Observe what she says:
If I catch any one man, and he's alone, I get along fine with him. But just let two of the guys get together an' you won't talk. Jus' nothing but mad. You're all scared of each other, that's what. Ever' one of you's scared the rest is goin' to get something on you. (85)
Here, I think she's speaking for the author. I don't see her as delusional or full of false desires. She's realistic.
In Chapter 3, Curley's Wife again calls out the men:
They left all the weak ones here. . . . Think I don't know where they all went? Even Curley. I know where they all went. (77)

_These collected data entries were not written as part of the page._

/// Options for [`Component::with_options`].
#[derive(Debug, Clone, Default)]
pub struct ComponentOptions<'a> {
    /// Where to look first when the element has to be found again.
    pub search_context: Option<WebElement<'a>>,
    /// Recognition strings tried first when the element has to be found again.
    pub recognitions: Vec<Recognition>,
    /// Accept an element that is not displayed.
    pub permit_invisible: bool,
}

/// A widget's DOM element that can find itself again after the page
/// re-renders it.
///
/// A stale element is located again using the recognition strings, then the
/// element's `id`, then a `tag[class='...']` selector. Each locator is tried
/// in the search context before the whole document.
pub struct Component<'a> {
    session: &'a WebDriverSession,
    element: RefCell<WebElement<'a>>,
    fields: RefCell<ComponentFields>,
    search_context: Option<WebElement<'a>>,
    recognitions: Vec<Recognition>,
}

impl<'a> fmt::Debug for Component<'a> {
    fn fmt(&self, f: &mut fmt::Formatter<'_>) -> fmt::Result {
        f.debug_struct("Component")
            .field("element", &self.element.borrow().element_id)
            .field("fields", &*self.fields.borrow())
            .finish()
    }
}

/// Whether a WebDriver call on this element reports it as stale.
pub fn is_stale(element: &WebElement<'_>) -> bool {
    matches!(element.is_enabled(), Err(e) if e.is_stale())
}

/// `is_displayed()`, or when that says no, a `visibility` other than hidden.
/// A stale element is never visible.
pub fn is_visible(element: &WebElement<'_>) -> bool {
    match element.is_displayed() {
        Ok(true) => return true,
        Err(e) if e.is_stale() => return false,
        Err(e) => warn!("cannot check if {} is displayed: {}", element, e),
        Ok(false) => {}
    }
    match element.get_css_property(ATTRIBUTE_VISIBILITY) {
        Ok(v) => {
            debug!("visibility is '{}'", v);
            !v.is_empty() && !v.eq_ignore_ascii_case(VALUE_VISIBILITY_HIDDEN)
        }
        Err(e) => {
            warn!("Fail to check property '{}': {}", ATTRIBUTE_VISIBILITY, e);
            false
        }
    }
}

impl<'a> Component<'a> {
    /// Wrap a visible element.
    pub fn new(element: WebElement<'a>) -> WebDriverResult<Self> {
        Self::with_options(element, ComponentOptions::default())
    }

    pub fn with_options(element: WebElement<'a>, options: ComponentOptions<'a>) -> WebDriverResult<Self> {
        if !is_visible(&element) {
            let msg = "The web element is NOT visible! You should not operate it.";
            warn!("{}", msg);
            if !options.permit_invisible {
                return Err(WebDriverError::widget(ErrorCode::ObjectIsInvisible, msg));
            }
            debug!("Invisible component allowed.");
        }

        let fields = ComponentFields::read(&element);
        Ok(Component {
            session: element.session(),
            element: RefCell::new(element),
            fields: RefCell::new(fields),
            search_context: options.search_context,
            recognitions: options.recognitions,
        })
    }

    pub fn session(&self) -> &'a WebDriverSession {
        self.session
    }

    /// The current element. This changes after a successful refresh.
    pub fn element(&self) -> WebElement<'a> {
        self.element.borrow().clone()
    }

    pub fn element_id(&self) -> ElementId {
        self.element.borrow().element_id.clone()
    }

    pub fn fields(&self) -> Ref<'_, ComponentFields> {
        self.fields.borrow()
    }

    pub fn id(&self) -> Option<String> {
        self.fields.borrow().id.clone()
    }

    pub fn class(&self) -> Option<String> {
        self.fields.borrow().class.clone()
    }

    pub fn tag(&self) -> Option<String> {
        self.fields.borrow().tag.clone()
    }

    pub fn widgetid(&self) -> Option<String> {
        self.fields.borrow().widgetid.clone()
    }

    pub fn dijitpopupparent(&self) -> Option<String> {
        self.fields.borrow().dijitpopupparent.clone()
    }

    pub fn role(&self) -> Option<String> {
        self.fields.borrow().role.clone()
    }

    /// Accessible components carry a WAI-ARIA role.
    pub fn is_accessible(&self) -> bool {
        self.fields.borrow().role.is_some()
    }

    /// Find the element again. Unless `force` is set this only happens when
    /// the current element is stale. Returns whether a new element is in use.
    pub fn refresh(&self, force: bool) -> bool {
        if !force && !is_stale(&self.element.borrow()) {
            return false;
        }

        let fields = self.fields.borrow().clone();
        let mut candidates: Vec<Recognition> = self.recognitions.clone();
        if let Some(id) = fields.id.as_ref().filter(|id| !id.trim().is_empty()) {
            candidates.push(Recognition::Id(id.clone()));
        }
        if let Some(class) = &fields.class {
            let tag = fields.tag.clone().unwrap_or_default();
            candidates.push(Recognition::Css(rs::css::from(&tag, class)));
        }

        for recognition in &candidates {
            if let Some(fresh) = self.search(recognition) {
                let new_fields = ComponentFields::read(&fresh);
                *self.element.borrow_mut() = fresh;
                *self.fields.borrow_mut() = new_fields;
                return true;
            }
        }
        warn!("Fail to refresh the embedded web element.");
        false
    }

    fn search(&self, recognition: &Recognition) -> Option<WebElement<'a>> {
        let (kind, query) = recognition.to_selector();
        if let Some(context) = &self.search_context {
            match context.find_element(kind.by(&query)) {
                Ok(e) => return Some(e),
                Err(e) => debug!("cannot find {} in the search context: {}", recognition, e),
            }
        }
        match self.session.find_element(kind.by(&query)) {
            Ok(e) => Some(e),
            Err(e) => {
                debug!("cannot find {}: {}", recognition, e);
                None
            }
        }
    }

    /// Read an attribute, refreshing once if the element went stale.
    pub fn get_attribute(&self, name: &str) -> WebDriverResult<Option<String>> {
        let first = self.element().get_attribute(name);
        match first {
            Err(e) if e.is_stale() => {
                warn!("WebElement is stale, refresh it.");
                self.refresh(true);
                self.element().get_attribute(name)
            }
            other => other,
        }
    }

    /// Run `f` on the element, refreshing and retrying once when it is stale.
    pub fn with_element<R, F>(&self, f: F) -> WebDriverResult<R>
    where
        F: Fn(&WebElement<'a>) -> WebDriverResult<R>,
    {
        match f(&self.element()) {
            Err(e) if e.is_stale() => {
                warn!("Met {}", e);
                self.refresh(true);
                f(&self.element())
            }
            other => other,
        }
    }

    /// The text value of an edit box: the first of the `value`, `text` and
    /// `placeholder` properties that is present.
    pub fn value(&self) -> String {
        self.refresh(false);
        let element = self.element();
        for name in TEXT_VALUE_ATTRIBUTES.iter() {
            if let Ok(Some(v)) = element.get_property(name) {
                return v;
            }
        }
        String::new()
    }

    /// Empty an edit box.
    ///
    /// WebDriver's clear is tried first, then Ctrl+A Delete as keys and as an
    /// action. Whatever happened, Ctrl+A Delete is sent once more and any
    /// text still left is deleted character by character.
    pub fn clear_box(&self, lib_name: &str) -> WebDriverResult<()> {
        match self.with_element(|e| e.clear()) {
            Ok(()) => {
                self.refresh(false);
            }
            Err(e) if e.is_no_such_element() => {
                debug!("Object not found: {}", e);
                return Err(WebDriverError::general(format!("{} object not found", lib_name)));
            }
            Err(e) => {
                debug!("Met {}", e);
                self.refresh(false);
                let select_all = Keys::Control + "a" + Keys::Delete;
                if let Err(x) = self.element().send_keys(select_all.clone()) {
                    debug!("Met {}", x);
                    self.refresh(false);
                    let element = self.element();
                    let performed = self
                        .session
                        .action_chain()
                        .click_element(&element)
                        .key_down(Keys::Control)
                        .send_keys("a")
                        .key_up(Keys::Control)
                        .send_keys(Keys::Delete)
                        .perform();
                    if let Err(ex) = performed {
                        warn!("{} clear action failed, Met {}", lib_name, ex);
                    }
                }
            }
        }

        debug!("Finally use (Ctrl+A Delete) to clear again.");
        self.element().send_keys(TypingData::from_keystrokes("^a{Delete}")?)?;
        let text = self.value();
        if !text.is_empty() {
            let repeat = text.chars().count();
            warn!(
                "The component's text value '{}' is still not empty, use {} times of Delete + Backspace to clear again.",
                text, repeat
            );
            let element = self.element();
            element.send_keys(TypingData::from_keystrokes(&format!("{{Delete {}}}", repeat))?)?;
            element.send_keys(TypingData::from_keystrokes(&format!("{{Backspace {}}}", repeat))?)?;
        }
        Ok(())
    }

    /// Type `text` as plain characters.
    pub fn input_chars(&self, lib_name: &str, text: &str) -> WebDriverResult<()> {
        self.input(lib_name, text, TypingData::from(text))
    }

    /// Type `text` as keystrokes, e.g. `^a{Delete}Hello{Enter}`.
    pub fn input_keys(&self, lib_name: &str, text: &str) -> WebDriverResult<()> {
        let keys = TypingData::from_keystrokes(text)?;
        self.input(lib_name, text, keys)
    }

    fn input(&self, lib_name: &str, text: &str, keys: TypingData) -> WebDriverResult<()> {
        let failed = |e: &WebDriverError| {
            format!("{} enter action failed(input value = {}): caused by {}", lib_name, text, e)
        };
        if let Err(e) = self.element().send_keys(keys.clone()) {
            debug!("{}", failed(&e));
            self.refresh(true);
            if let Err(e) = self.element().send_keys(keys) {
                let msg = failed(&e);
                debug!("{}", msg);
                return Err(WebDriverError::general(msg));
            }
        }
        Ok(())
    }

    /// Compare the box's value with `expected`, trying once more after a
    /// second if it differs.
    pub fn verify_box(&self, lib_name: &str, expected: &str) -> bool {
        let mut contents = self.value();
        if contents == expected {
            return true;
        }
        debug!("Tried another time to get text value and verify.");
        thread::sleep(Duration::from_secs(1));
        contents = self.value();
        if contents == expected {
            return true;
        }
        debug!(
            "{}Box verify errors: property:\n'{}' does NOT equal to expected value:\n'{}'.",
            lib_name, contents, expected
        );
        false
    }
}

/// One operable strategy per element, created on first use.
///
/// A refreshed component has a new element and therefore gets a new
/// strategy.
pub struct OperableCache<O: ?Sized> {
    objects: Mutex<HashMap<ElementId, Arc<O>>>,
}

impl<O: ?Sized> Default for OperableCache<O> {
    fn default() -> Self {
        OperableCache {
            objects: Mutex::new(HashMap::new()),
        }
    }
}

Here, she comments on the Social Darwinism in the male society. She is informed of the double standards of men: her husband is at the cathouse. She knows her role as a play-thing on the ranch, and she lashes out at the weak men who are just like her.
Later, she says:
Listen...All the buys got a horseshoe tenement goin' on....None of them guys is goin'to leave that tenement. Why can't I talk to you? I never get to talk to nobody. I get awful lonely....What's the matter with me? Ani't I got a right to talk to nobody?...You're a nice guy....I ain't doin' no harm to you.
Here, Curley's wife is again being honest and realistic. She is lonely and questions why the men ignore her. She lacks a female community.
For these reasons, I would say that Curley's wife is not delusional, or outgoing, or desirous of love. Instead, she is a victim of sexism, male reputation, and double standards--and she knows it. She only wants the men to acknowledge it, but they can't. Steinbeck, then, wants his readers to acknowledge it.
Curley's wife could be said to be delusional when she believes that she 'could'a been in pitchers'. She is told by a man she meets in a dance hall that he is a movie director and that she is a 'natural'. She says that she waited for his letter to call her to Hollywood, but explains its non-appearance by suggesting it was stolen by her mother. It is easier for her to believe that she had a future than settle for the mediocre existence she now has as the best she could be.
Her desperation to communicate with any of the men on the ranch shows how much she desires love. She dresses in a provocative way and is dismissed by the men as ‘jail bait’. However, when she talks to Lennie she reveals how much she desires company and conversation, dismissing her husband as ‘mean’.
Curley’s wife is probably less outgoing than she was before she met Curley. She is rather trapped at the ranch, and remains behind with Candy, Crooks and Lennie when everyone else, including her husband, goes into town. This contrasts with her days in the dance hall where she met Curley.